The same is done for plotting factor B and C with their respective average and low, hgih values.
Based on gradient,
INTERACTION:
For the interactions, two factors are said to interact with each other if the effect of one factor on the response variable is different at different levels of the other factor.
For this blog, I will go through the interaction between factor A and B
The first point of the blue line represents the average flying distance when B is low and A is low, the second point represents the average flying distance when B is low and A is high. Similarly with the orange line, but with high B.
The greater the difference between the gradients of the two plotted lines, the greater the interaction effect between factor A and B.
FRACTIONAL FACTORIAL METHOD:
Similar to full method, but with instead of 8 runs, we use 4 runs with 8 replicates. This gives us a total of 32 data points, half the original.
To choose the 4 runs, the combinations of high and low from each factor must appear the same number of times. In this case, each factor must have 2 lows and 2 highs in total for the 4 runs, with all the different combinations between each factor.
The method is similar to full factorial in terms of calculation, but faster and more susceptible to innaccuracy, as seen from the rating for each factor for fractional being different than for full factorial:
INTERACTION:
For fractional, it is the same method.
A larger difference in each gradient, the larger the interaction between the 2 factors.
Once we gathered all our data and analysed, we had a challenge to hit targets. It was quite challenging as we only had 2 tries to hit a target, and we had to use the data gathered to see which combination of factors would get the perfect distance to hit the target. It was very enjoyable though.
CASE STUDY
This case is studying the effect of 3 factors on the number of "bullets" (un-popped kernels) that remain at the bottom of the bag
Factors to test (dependent variables)
Diameter of bowls to contain the corn, 10 cm and 15 cm
Microwaving time, 4 minutes and 6 minutes
Power setting of microwave, 75% and 100%
Factor measured (independant variable)
Bullets, grams
8 runs were done.
FULL FACTORIAL:
Using the excel provided previously, I keyed in the above values.
Taking the values seen in the image above for high and low of respective factors, we can plot the graph.
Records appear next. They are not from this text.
//! Known identity of the current actor
//!
//! [`SessionState`] is plain data: it holds whatever identity record the
//! backend last reported and answers two predicates about it. It is owned
//! by the [`AuthCoordinator`](super::coordinator::AuthCoordinator) and is
//! never mutated by guards or UI code directly.

use std::collections::HashMap;

use serde::{Deserialize, Serialize};

// ---------------------------------------------------------------------------
// Identity
// ---------------------------------------------------------------------------

/// Identity record returned by the backend for the logged-in user.
///
/// Only `admin` is interpreted by the gatekeeper. The remaining fields are
/// carried for display, and any attribute the backend adds is preserved in
/// `extra`.
///
/// # Examples
///
/// ```
/// use gatekeeper::security::session::Identity;
///
/// let json = r#"{"id": "42", "email": "jo@example.com", "admin": true, "team": "ops"}"#;
/// let identity: Identity = serde_json::from_str(json).unwrap();
///
/// assert!(identity.admin);
/// assert_eq!(identity.email.as_deref(), Some("jo@example.com"));
/// assert_eq!(identity.extra["team"], "ops");
/// ```
#[derive(Debug, Clone, Default, PartialEq, Serialize, Deserialize)]
pub struct Identity {
    /// Backend identifier of the user.
    #[serde(default, skip_serializing_if = "Option::is_none")]
    pub id: Option<String>,

    /// Login identifier (e-mail address).
    #[serde(default, skip_serializing_if = "Option::is_none")]
    pub email: Option<String>,

    #[serde(
        default,
        rename = "firstName",
        alias = "first_name",
        skip_serializing_if = "Option::is_none"
    )]
    pub first_name: Option<String>,

    #[serde(
        default,
        rename = "lastName",
        alias = "last_name",
        skip_serializing_if = "Option::is_none"
    )]
    pub last_name: Option<String>,

    /// Administrator attribute.
    #[serde(default)]
    pub admin: bool,

    /// Any additional attributes reported by the backend.
    #[serde(flatten)]
    pub extra: HashMap<String, serde_json::Value>,
}

impl Identity {
    /// Builds a minimal identity with only an e-mail address.
    ///
    /// # Examples
    ///
    /// ```
    /// use gatekeeper::security::session::Identity;
    ///
    /// let user = Identity::with_email("jo@example.com");
    /// assert!(!user.admin);
    /// ```
    pub fn with_email(email: impl Into<String>) -> Self {
        Self {
            email: Some(email.into()),
            ..Self::default()
        }
    }

    /// Marks this identity as an administrator.
    pub fn into_admin(mut self) -> Self {
        self.admin = true;
        self
    }

    /// Human-readable name for log lines and prompts.
    ///
    /// Prefers "first last", then the e-mail address, then the id.
    pub fn display_name(&self) -> String {
        match (&self.first_name, &self.last_name) {
            (Some(first), Some(last)) => format!("{first} {last}"),
            (Some(first), None) => first.clone(),
            _ => self
                .email
                .clone()
                .or_else(|| self.id.clone())
                .unwrap_or_else(|| "(anonymous)".to_string()),
        }
    }
}

// ---------------------------------------------------------------------------
// SessionState
// ---------------------------------------------------------------------------

/// The currently known identity, if any.
///
/// # Examples
///
/// ```
/// use gatekeeper::security::session::{Identity, SessionState};
///
/// let mut session = SessionState::new();
/// assert!(!session.is_authenticated());
///
/// session.update(Some(Identity::with_email("jo@example.com").into_admin()));
/// assert!(session.is_authenticated());
/// assert!(session.is_admin());
///
/// session.clear();
/// assert!(!session.is_admin());
/// ```
#[derive(Debug, Clone, Default)]
pub struct SessionState {
    identity: Option<Identity>,
}

impl SessionState {
    /// Creates an empty session with no known identity.
    pub fn new() -> Self {
        Self::default()
    }

    /// Replaces the held identity wholesale.
    ///
    /// `None` means the backend reported no logged-in user.
    pub fn update(&mut self, identity: Option<Identity>) {
        self.identity = identity;
    }

    /// Forgets the held identity. Same as `update(None)`.
    pub fn clear(&mut self) {
        self.update(None);
    }

    /// Returns the held identity, if any.
    pub fn identity(&self) -> Option<&Identity> {
        self.identity.as_ref()
    }

    /// `true` when an identity is held.
    pub fn is_authenticated(&self) -> bool {
        self.identity.is_some()
    }

    /// `true` when an identity is held and carries the admin attribute.
    pub fn is_admin(&self) -> bool {
        self.identity.as_ref().map_or(false, |identity| identity.admin)
    }
}

#[cfg(test)]
mod tests {
    use super::*;

    #[test]
    fn test_new_session_is_anonymous() {
        let session = SessionState::new();
        assert!(!session.is_authenticated());
        assert!(!session.is_admin());
        assert!(session.identity().is_none());
    }

    #[test]
    fn test_update_with_plain_user_is_authenticated_not_admin() {
        let mut session = SessionState::new();
        session.update(Some(Identity::with_email("jo@example.com")));
        assert!(session.is_authenticated());
        assert!(!session.is_admin());
    }

    #[test]
    fn test_update_with_none_drops_identity() {
        let mut session = SessionState::new();
        session.update(Some(Identity::with_email("jo@example.com").into_admin()));
        session.update(None);
        assert!(!session.is_authenticated());
        assert!(!session.is_admin());
    }

    #[test]
    fn test_update_replaces_wholesale() {
        let mut session = SessionState::new();
        session.update(Some(Identity::with_email("admin@example.com").into_admin()));
        session.update(Some(Identity::with_email("user@example.com")));
        assert!(!session.is_admin());
        assert_eq!(
            session.identity().and_then(|i| i.email.as_deref()),
            Some("user@example.com")
        );
    }

    #[test]
    fn test_admin_implies_authenticated() {
        let candidates = [
            None,
            Some(Identity::default()),
            Some(Identity::default().into_admin()),
        ];
        for identity in candidates {
            let mut session = SessionState::new();
            session.update(identity);
            assert!(!session.is_admin() || session.is_authenticated());
        }
    }

    #[test]
    fn test_identity_deserializes_camel_case_names() {
        let json = r#"{"id": "1", "email": "a@b.c", "firstName": "Ada", "lastName": "L", "admin": false}"#;
        let identity: Identity = serde_json::from_str(json).unwrap();
        assert_eq!(identity.first_name.as_deref(), Some("Ada"));
        assert_eq!(identity.display_name(), "Ada L");
        assert!(identity.extra.is_empty());
    }

    #[test]
    fn test_identity_missing_admin_defaults_false() {
        let identity: Identity = serde_json::from_str(r#"{"email": "a@b.c"}"#).unwrap();
        assert!(!identity.admin);
        assert_eq!(identity.display_name(), "a@b.c");
    }

    #[test]
    fn test_display_name_falls_back_to_anonymous() {
        assert_eq!(Identity::default().display_name(), "(anonymous)");
    }
}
When diameter increases from 10cm to 15cm, the amount of bullets decreases from 1.77g to 1.62g
When microwaving time increases from 4min to 6min, the amount of bullets decreases from 2.10g to 1.28g.
When power increases from 75% to 100% , the amount of bullets decreases from 2.73g to 0.6525g.
Ranking is based on the gradient. Factor C has the largest gradient, Factor A has the smallest
Most significant- Factor C: Power
Factor B: Microwaving time
Least significant- Factor A: Diameter
This shows that when factor C varies, it has the most effect on the weight of bullets left after microwaving.
INTERACTIONS:
Interaction between factor A and factor B
At Low B,
Average of low A = 1.93g
Average of high A = 2.275g
Total effect of interaction = (2.275-1.93)g = 0.345g (increase)
At high B,
Average of low A = 1.6g
Average of high A = 0.96g
Total effect of interaction = (0.96-1.6)g = -0.64g (decrease)
The gradient of both lines are different, one is positive and the other is negative. Therefore there’s a significant interaction between A and B.
Interaction between factor A and factor C
At Low C,
Average of low A = 2.86g
Average of high A = 2.6g
Total effect of interaction = (2.6-2.86)g = -0.26g (decrease)
At high C,
Average of low A = 0.67g
Average of high A = 0.635g
Total effect of interaction = (0.635-0.67) = -0.035g (decrease)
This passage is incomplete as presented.